There is an exponential growth of smartphone usage and computational capability in the past several years. The widespread usage of smartphones provides a unique opportunity for large-scale monitoring of urban and suburban environments. For example, aggregated and anonymous localization and tracking of smartphones of a subset of people in a particular area enable several applications such as monitoring street traffic flow and crowd movement. With the increasing computational and sensing capability of smartphones, it is now possible to build compute-intensive applications such as high-accuracy localization of a smartphone by video analysis, which can be more accurate and offers and attractive complement to the GPS. How- ever, there are many challenges for building these applications effectively, such as low-level and domain-specific computation methods, accuracy, resource cost, and efficient system and network architecture. In this dissertation, we address some of these fundamental challenges and develop three systems in the context of localization and tracking. First, we present a system for tracking unmodified smartphones using Wi-Fi. In this system, we use hidden-Markov-model along with map topology and signal strength characteristics to achieve high accuracy localization and tracking in challenging conditions such as sparse packet reception, signal strength variation, and a variable number of received packets. Furthermore, we use low-level Wi-Fi protocol features involving association process and management frames to obtain additional packets from a passing smartphone for improved tracking accuracy.
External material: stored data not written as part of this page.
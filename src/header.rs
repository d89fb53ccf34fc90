//! Fixed 52 byte header written in front of the sample data.
//!
//! All multi-byte fields are little-endian and packed:
//!
//! | offset | size | field |
//! |-------:|-----:|-------|
//! | 0  | 1  | timebase (low nibble) << 4, active channel mask |
//! | 1  | 1  | active trigger mask |
//! | 2  | 2  | aux trigger threshold (ADC) |
//! | 4  | 8  | trigger thresholds A..D (ADC) |
//! | 12 | 2  | voltage range codes, one nibble each, A in the top nibble |
//! | 14 | 8  | samples per waveform A..D (pre + post trigger) |
//! | 22 | 2  | pre-trigger samples |
//! | 24 | 4  | number of waveforms |
//! | 28 | 8  | model string |
//! | 36 | 16 | serial string |

use crate::channel::{Channel, ChannelMask, TriggerMask, VoltageRange};
use crate::{Error, Result};
use std::io::{Read, Write};

pub const HEADER_LEN: usize = 52;
pub const MODEL_LEN: usize = 8;
pub const SERIAL_LEN: usize = 16;

const MODEL_OFFSET: usize = 28;
const SERIAL_OFFSET: usize = MODEL_OFFSET + MODEL_LEN;

#[derive(Debug, Clone, PartialEq, Eq, Default)]
pub struct FileHeader {
    /// Only the low nibble is stored.
    pub timebase: u8,
    pub active_channels: ChannelMask,
    pub active_triggers: TriggerMask,
    pub aux_threshold: i16,
    pub thresholds: [i16; 4],
    /// `None` for channels that were not enabled.
    pub ranges: [Option<VoltageRange>; 4],
    pub total_samples: [u16; 4],
    pub pre_trigger: u16,
    pub waveforms: u32,
    pub model: String,
    pub serial: String,
}

impl FileHeader {
    pub fn to_bytes(&self) -> [u8; HEADER_LEN] {
        let mut buf = [0u8; HEADER_LEN];
        buf[0] = (self.timebase & 0x0F) << 4 | self.active_channels.bits();
        buf[1] = self.active_triggers.bits();
        buf[2..4].copy_from_slice(&self.aux_threshold.to_le_bytes());
        for (i, threshold) in self.thresholds.iter().enumerate() {
            buf[4 + 2 * i..6 + 2 * i].copy_from_slice(&threshold.to_le_bytes());
        }
        buf[12..14].copy_from_slice(&pack_ranges(&self.ranges).to_le_bytes());
        for (i, total) in self.total_samples.iter().enumerate() {
            buf[14 + 2 * i..16 + 2 * i].copy_from_slice(&total.to_le_bytes());
        }
        buf[22..24].copy_from_slice(&self.pre_trigger.to_le_bytes());
        buf[24..28].copy_from_slice(&self.waveforms.to_le_bytes());
        put_str(&mut buf[MODEL_OFFSET..SERIAL_OFFSET], &self.model);
        put_str(&mut buf[SERIAL_OFFSET..], &self.serial);
        buf
    }

    pub fn from_bytes(buf: &[u8; HEADER_LEN]) -> Result<Self> {
        let active_channels = ChannelMask::from_bits(buf[0] & 0x0F)
            .ok_or_else(|| Error::Format(format!("bad channel mask {:#04x}", buf[0])))?;
        let active_triggers = TriggerMask::from_bits(buf[1])
            .ok_or_else(|| Error::Format(format!("bad trigger mask {:#04x}", buf[1])))?;

        let packed = u16::from_le_bytes([buf[12], buf[13]]);
        let mut ranges = [None; 4];
        for ch in active_channels.channels() {
            let code = nibble(packed, ch);
            ranges[ch.index()] = Some(VoltageRange::from_code(code).ok_or_else(|| {
                Error::Format(format!("channel {ch} has unknown range code {code}"))
            })?);
        }

        Ok(Self {
            timebase: buf[0] >> 4,
            active_channels,
            active_triggers,
            aux_threshold: i16::from_le_bytes([buf[2], buf[3]]),
            thresholds: std::array::from_fn(|i| i16::from_le_bytes([buf[4 + 2 * i], buf[5 + 2 * i]])),
            ranges,
            total_samples: std::array::from_fn(|i| {
                u16::from_le_bytes([buf[14 + 2 * i], buf[15 + 2 * i]])
            }),
            pre_trigger: u16::from_le_bytes([buf[22], buf[23]]),
            waveforms: u32::from_le_bytes([buf[24], buf[25], buf[26], buf[27]]),
            model: get_str(&buf[MODEL_OFFSET..SERIAL_OFFSET]),
            serial: get_str(&buf[SERIAL_OFFSET..]),
        })
    }

    pub fn write_to<W: Write>(&self, writer: &mut W) -> std::io::Result<()> {
        writer.write_all(&self.to_bytes())
    }

    pub fn read_from<R: Read>(reader: &mut R) -> Result<Self> {
        let mut buf = [0u8; HEADER_LEN];
        reader
            .read_exact(&mut buf)
            .map_err(|e| Error::Format(format!("short header: {e}")))?;
        Self::from_bytes(&buf)
    }

    /// Bytes of sample data that follow the header.
    pub fn data_len(&self) -> u64 {
        self.active_channels
            .channels()
            .map(|ch| u64::from(self.waveforms) * u64::from(self.total_samples[ch.index()]) * 2)
            .sum()
    }

    pub fn post_trigger(&self, channel: Channel) -> u16 {
        self.total_samples[channel.index()].saturating_sub(self.pre_trigger)
    }
}

fn pack_ranges(ranges: &[Option<VoltageRange>; 4]) -> u16 {
    Channel::ALL.iter().fold(0, |packed, &ch| {
        let code = ranges[ch.index()].map_or(0, VoltageRange::code);
        packed | u16::from(code & 0x0F) << nibble_shift(ch)
    })
}

fn nibble(packed: u16, channel: Channel) -> u8 {
    (packed >> nibble_shift(channel) & 0x0F) as u8
}

fn nibble_shift(channel: Channel) -> u32 {
    12 - 4 * channel.index() as u32
}

fn put_str(field: &mut [u8], value: &str) {
    let bytes = value.as_bytes();
    let len = bytes.len().min(field.len());
    field[..len].copy_from_slice(&bytes[..len]);
}

fn get_str(field: &[u8]) -> String {
    let end = field.iter().position(|&b| b == 0).unwrap_or(field.len());
    String::from_utf8_lossy(&field[..end]).into_owned()
}

#[cfg(test)]
mod tests {
    use super::*;

    fn sample_header() -> FileHeader {
        FileHeader {
            timebase: 2,
            active_channels: ChannelMask::A | ChannelMask::B,
            active_triggers: TriggerMask::A | TriggerMask::AUX,
            aux_threshold: 1625,
            thresholds: [6502, 0, 0, 0],
            ranges: [Some(VoltageRange::MV50), Some(VoltageRange::MV200), None, None],
            total_samples: [500, 300, 100, 100],
            pre_trigger: 100,
            waveforms: 10,
            model: "6404D".into(),
            serial: "IW098/0028".into(),
        }
    }

    #[test]
    fn layout_matches_documented_offsets() {
        let bytes = sample_header().to_bytes();
        assert_eq!(bytes[0], 0x2C);
        assert_eq!(bytes[1], 0b1_0001);
        assert_eq!(&bytes[2..4], &1625i16.to_le_bytes());
        assert_eq!(&bytes[4..6], &6502i16.to_le_bytes());
        assert_eq!(&bytes[6..12], &[0; 6]);
        // A = 50mV (2), B = 200mV (4)
        assert_eq!(&bytes[12..14], &0x2400u16.to_le_bytes());
        assert_eq!(&bytes[14..16], &500u16.to_le_bytes());
        assert_eq!(&bytes[16..18], &300u16.to_le_bytes());
        assert_eq!(&bytes[22..24], &100u16.to_le_bytes());
        assert_eq!(&bytes[24..28], &10u32.to_le_bytes());
        assert_eq!(&bytes[28..33], b"6404D");
        assert_eq!(&bytes[33..36], &[0; 3]);
        assert_eq!(&bytes[36..46], b"IW098/0028");
        assert_eq!(&bytes[46..52], &[0; 6]);
    }

    #[test]
    fn decodes_what_it_encodes() {
        let header = sample_header();
        assert_eq!(FileHeader::from_bytes(&header.to_bytes()).unwrap(), header);
    }

    #[test]
    fn long_strings_are_truncated() {
        let header = FileHeader {
            model: "6404D-extra-long".into(),
            serial: "0123456789abcdefXYZ".into(),
            ..sample_header()
        };
        let decoded = FileHeader::from_bytes(&header.to_bytes()).unwrap();
        assert_eq!(decoded.model, "6404D-ex");
        assert_eq!(decoded.serial, "0123456789abcdef");
    }

    #[test]
    fn data_len_counts_active_channels_only() {
        let header = sample_header();
        assert_eq!(header.data_len(), 10 * 500 * 2 + 10 * 300 * 2);
        assert_eq!(header.post_trigger(Channel::A), 400);
        assert_eq!(header.post_trigger(Channel::B), 200);
    }

    #[test]
    fn unknown_range_code_is_rejected() {
        let mut bytes = sample_header().to_bytes();
        bytes[12..14].copy_from_slice(&0xF000u16.to_le_bytes());
        assert!(matches!(FileHeader::from_bytes(&bytes), Err(Error::Format(_))));
    }

    #[test]
    fn short_input_is_a_format_error() {
        let mut short = &[0u8; 20][..];
        assert!(matches!(FileHeader::read_from(&mut short), Err(Error::Format(_))));
    }
}
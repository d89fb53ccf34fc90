//! A software stand-in for a 6000-series unit.
//!
//! Produces a noisy baseline with a decaying negative pulse at the trigger point, which is
//! enough to exercise the whole recording path without hardware attached. Every call is
//! recorded in a shared [`SimLog`], and any call can be made to fail with a chosen status.

use crate::channel::{Channel, ChannelSetting};
use crate::driver::{BlockCapture, BufferLayout, Captures, Driver, Enumeration, TriggerSettings, Unit};
use crate::PicoStatus;
use log::debug;
use rand::{rngs::StdRng, Rng, SeedableRng};
use std::sync::{Arc, Mutex, MutexGuard, PoisonError};

pub const SIM_MODEL: &str = "6404D";
pub const SIM_SERIAL: &str = "SIM00/0001";

const BASELINE_NOISE: i16 = 3;
const PULSE_HEIGHT: f64 = 2000.0;
const PULSE_DECAY: f64 = 20.0;

#[derive(Debug, Clone, Copy, PartialEq, Eq)]
pub enum SimCall {
    Open,
    Enumerate,
    SetChannel,
    SetTriggers,
    AllocateBuffers,
    RunRapidBlock,
    Close,
}

/// What the simulated units were asked to do.
#[derive(Debug, Default, Clone)]
pub struct SimLog {
    pub opened: Option<String>,
    pub channels: [Option<ChannelSetting>; 4],
    pub triggers: Option<TriggerSettings>,
    pub layout: Option<BufferLayout>,
    pub capture: Option<BlockCapture>,
    pub closed: u32,
}

#[derive(Debug, Clone)]
pub struct SimDriver {
    units: Vec<(String, String)>,
    fault: Option<(SimCall, PicoStatus)>,
    seed: u64,
    log: Arc<Mutex<SimLog>>,
}

impl Default for SimDriver {
    fn default() -> Self {
        Self::with_units([(SIM_SERIAL, SIM_MODEL)])
    }
}

impl SimDriver {
    pub fn new() -> Self {
        Default::default()
    }

    /// `(serial, model)` pairs, reported in this order.
    pub fn with_units<'a>(units: impl IntoIterator<Item = (&'a str, &'a str)>) -> Self {
        Self {
            units: units
                .into_iter()
                .map(|(serial, model)| (serial.to_owned(), model.to_owned()))
                .collect(),
            fault: None,
            seed: 0x5eed,
            log: Default::default(),
        }
    }

    pub fn fail_on(mut self, call: SimCall, status: PicoStatus) -> Self {
        self.fault = Some((call, status));
        self
    }

    pub fn seed(mut self, seed: u64) -> Self {
        self.seed = seed;
        self
    }

    pub fn log(&self) -> MutexGuard<'_, SimLog> {
        lock(&self.log)
    }

    fn check(&self, call: SimCall) -> Result<(), PicoStatus> {
        check(self.fault, call)
    }
}

impl Driver for SimDriver {
    type Unit = SimUnit;

    fn open_unit(&self, serial: Option<&str>) -> Result<SimUnit, PicoStatus> {
        self.check(SimCall::Open)?;
        let (serial, model) = self
            .units
            .iter()
            .find(|(s, _)| serial.map_or(true, |wanted| wanted == s.as_str()))
            .ok_or(PicoStatus::NotFound)?;
        debug!("sim: opened {model} {serial}");
        lock(&self.log).opened = Some(serial.clone());
        Ok(SimUnit {
            serial: serial.clone(),
            model: model.clone(),
            fault: self.fault,
            rng: StdRng::seed_from_u64(self.seed),
            layout: None,
            log: Arc::clone(&self.log),
        })
    }

    fn enumerate_units(&self, capacity: usize) -> Result<Enumeration, PicoStatus> {
        self.check(SimCall::Enumerate)?;
        let full = self
            .units
            .iter()
            .map(|(serial, _)| serial.as_str())
            .collect::<Vec<_>>()
            .join(",");
        let required = full.len();
        // cut at a byte count like the driver does, never inside a character
        let mut cut = capacity.min(full.len());
        while !full.is_char_boundary(cut) {
            cut -= 1;
        }
        let listing = full[..cut].to_owned();
        Ok(Enumeration {
            count: self.units.len() as u16,
            listing,
            required,
        })
    }
}

#[derive(Debug)]
pub struct SimUnit {
    serial: String,
    model: String,
    fault: Option<(SimCall, PicoStatus)>,
    rng: StdRng,
    layout: Option<BufferLayout>,
    log: Arc<Mutex<SimLog>>,
}

impl SimUnit {
    fn waveform(&mut self, len: usize, pre_trigger: usize) -> Vec<i16> {
        (0..len)
            .map(|i| {
                let noise = self.rng.random_range(-BASELINE_NOISE..=BASELINE_NOISE);
                let pulse = if i >= pre_trigger {
                    -PULSE_HEIGHT * (-((i - pre_trigger) as f64) / PULSE_DECAY).exp()
                } else {
                    0.0
                };
                pulse as i16 + noise
            })
            .collect()
    }
}

impl Unit for SimUnit {
    fn model(&self) -> &str {
        &self.model
    }

    fn serial(&self) -> &str {
        &self.serial
    }

    fn set_channel(&mut self, channel: Channel, setting: ChannelSetting) -> Result<(), PicoStatus> {
        check(self.fault, SimCall::SetChannel)?;
        lock(&self.log).channels[channel.index()] = Some(setting);
        Ok(())
    }

    fn set_triggers(&mut self, triggers: &TriggerSettings) -> Result<(), PicoStatus> {
        check(self.fault, SimCall::SetTriggers)?;
        lock(&self.log).triggers = Some(*triggers);
        Ok(())
    }

    fn allocate_buffers(&mut self, layout: &BufferLayout) -> Result<(), PicoStatus> {
        check(self.fault, SimCall::AllocateBuffers)?;
        self.layout = Some(*layout);
        lock(&self.log).layout = Some(*layout);
        Ok(())
    }

    fn run_rapid_block(&mut self, capture: &BlockCapture) -> Result<Captures, PicoStatus> {
        check(self.fault, SimCall::RunRapidBlock)?;
        let layout = self.layout.ok_or(PicoStatus::NoSamplesAvailable)?;
        if capture.waveforms != layout.waveforms {
            return Err(PicoStatus::SegmentOutOfRange);
        }
        lock(&self.log).capture = Some(*capture);

        let captured = (capture.pre_trigger + capture.post_trigger) as usize;
        let mut captures = Captures::default();
        for ch in Channel::ALL {
            if let Some(len) = layout.lengths[ch.index()] {
                let len = (len as usize).min(captured);
                let waveforms = (0..capture.waveforms)
                    .map(|_| self.waveform(len, capture.pre_trigger as usize))
                    .collect();
                captures.insert(ch, waveforms);
            }
        }
        Ok(captures)
    }

    fn close(&mut self) -> Result<(), PicoStatus> {
        lock(&self.log).closed += 1;
        check(self.fault, SimCall::Close)
    }
}

fn check(fault: Option<(SimCall, PicoStatus)>, call: SimCall) -> Result<(), PicoStatus> {
    match fault {
        Some((failing, status)) if failing == call => Err(status),
        _ => Ok(()),
    }
}

fn lock(log: &Mutex<SimLog>) -> MutexGuard<'_, SimLog> {
    log.lock().unwrap_or_else(PoisonError::into_inner)
}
Second, we present an online GPS tracking system that transmits the GPS locations to a central server over a cellular uplink with controllable location error, data usage budget, and reporting delay. We also show the first fundamental three-way trade-off between error, budget, and delay in such a system. Finally, we present a system for sub-meter localization of smartphones using video analysis. In this system, we use the 3D reconstruction of the environment and efficient image feature matching to obtain sub-meter accurate localization in both indoor and outdoor environments. Here, we optimize various stages of the localization pipeline such as compression of the 3D reconstruction and features, and interleaved matching and tracking to achieve near real-time operation.